Good morning. We’re three weeks from Black Friday, and the time before Thanksgiving is going to go very slowly until it takes off like a scalded dog. Smarties should lay down a few plans this weekend against the surety that they will change in coming days — as when news arrives that your aunt is coming in from Chicago for the holiday. Read the rider: She doesn’t eat turkey, doesn’t care for the taste; wants an oaky chardonnay regardless and quite a bit of it; she will bring her own pillows.

O.K., so! Make a guest list this weekend. Inquire about dietary restrictions. See what you’re going to do about rustling up a turkey, and then either order it from your butcher or farmers’ market, or set an alarm on your phone so you don’t miss the pickup at the cash-only, no-reservations spot 60 miles away. Don’t have a slow cooker? Wirecutter has a favorite, and it’s an invaluable Thanksgiving addition when the oven’s jammed with bird and fixings, useful for keeping mashed potatoes warm, or dressing, or a huge vat of gravy.

You have enough chairs? The table large enough? You need a loving cup? Et cetera. I know these are early days yet, but it’s like Eisenhower said about war. Plans are useless. It’s the planning that’s indispensable.
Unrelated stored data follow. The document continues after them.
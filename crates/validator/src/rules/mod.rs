//! Data-driven rules: definitions, loading, and the row evaluator.

pub mod eval;
pub mod predicate;
pub mod repository;

use std::collections::BTreeSet;

use regex::Regex;
use rust_decimal::Decimal;
use serde::{Deserialize, Serialize};

use crate::model::{Severity, SubmissionType};

pub use predicate::{AmountRef, DatePart, Predicate};
pub use repository::RuleRepository;

#[derive(Debug, Clone, Copy, PartialEq, Eq, Hash, PartialOrd, Ord, Serialize, Deserialize)]
#[serde(rename_all = "snake_case")]
pub enum Scope {
    Field,
    Row,
    #[serde(alias = "cross-file")]
    CrossFile,
}

impl std::fmt::Display for Scope {
    fn fmt(&self, f: &mut std::fmt::Formatter<'_>) -> std::fmt::Result {
        match self {
            Self::Field => write!(f, "field"),
            Self::Row => write!(f, "row"),
            Self::CrossFile => write!(f, "cross_file"),
        }
    }
}

/// A validated rule, ready for evaluation.
#[derive(Debug, Clone)]
pub struct Rule {
    pub id: String,
    pub scope: Scope,
    /// Sorted, de-duplicated.
    pub applies_to: Vec<SubmissionType>,
    /// Target fields: declared fields for field scope, predicate fields otherwise.
    pub fields: Vec<String>,
    pub predicate: Predicate,
    pub severity: Severity,
    pub message: Option<String>,
    /// Parsed `amount_match` tolerance override.
    pub tolerance: Option<Decimal>,
    pub(crate) pattern: Option<Regex>,
}

impl Rule {
    pub fn applies(&self, submission: SubmissionType) -> bool {
        self.applies_to.contains(&submission)
    }

    /// Every submission a cross-file rule needs before it can run.
    pub fn involved(&self) -> BTreeSet<SubmissionType> {
        let mut set: BTreeSet<SubmissionType> = self.applies_to.iter().copied().collect();
        match &self.predicate {
            Predicate::KeyPresence { required_in } => set.extend(required_in.iter().copied()),
            Predicate::AmountMatch { left, right, .. } => {
                set.insert(left.submission);
                set.insert(right.submission);
            }
            Predicate::AwardLink { target, .. } => {
                set.insert(*target);
            }
            _ => {}
        }
        set
    }
}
And then for the rest of the weekend, have fun. For The New York Times Magazine this week I wrote about the brilliant culinary historian and cook Toni Tipton-Martin, whose “Jubilee: Recipes From Two Centuries of African-American Cooking” was published on Tuesday. To go with the column, I highlighted Tipton-Martin’s recipe for pork chops in a roux-thickened lemon-caper sauce (above), which has been one of the highlights of my cooking exploits this fall. I hope it will become one of yours as well. It’s just fantastic: tangy and rich and comforting, a total delight to cook and to eat.

I could also see making cod cakes this weekend. Also, Juicy Lucy burgers. And spinach risotto with Taleggio. Definitely this cranberry-lemon Eton mess, Dorie Greenspan’s Americanized take on the classic British dessert.

You could make twice-baked potatoes (try them with cauliflower and cheese), and serve them with a simple steak au poivre, or solo with a simple kale salad. You could make vegan pumpkin soup.

And you should definitely make pancakes for breakfast on Sunday. Here’s what to do with them when they’re cooked. Heat through a little strawberry jam, unsalted butter and a splash of maple syrup to serve as a topping. Then smear a run of Nutella across the top of the bottom pancake in each pile you serve. Pour that sauce mixture over the top and… you’re welcome.

Something like 20,000 more ideas for what to cook are assembled together on NYT Cooking. The site requires a subscription, which is great because it means I work for you and you can upbraid or praise me as you see fit: (If you really like what we’re doing, buy someone a gift subscription.)

Come check us out as well on Facebook and on Instagram. Subscribe to our YouTube channel. We’re social beings! And we use hashtags: #nytthanksgiving for birds and dressing, decorative gourds and the like; #nytpies for, well, pies.

If anything goes wrong while you’re surfing around, or cooking, or just reading your app, please ask us directly for help: We will get back to you.

Now, maybe what you’re looking for is the sound of our Melissa Clark on a podcast, talking about her work? Adam Roberts made that happen recently, on his “Lunch Therapy,” Episode 13.

I loved this Penelope Green story in The Times the other day, about the kitchen designers Plain English.

Grim news from Eastern Long Island, where bay scallops have been very hard to come by this year, also in The Times.

Finally, I missed it last week, but Man Repeller sent a couple people out in advance of Halloween to see what people buy in craft stores in New York City when it’s not that particular holiday, and the results are delightful. Make something crafty this weekend. (I might tie some crabs.) See you on Sunday!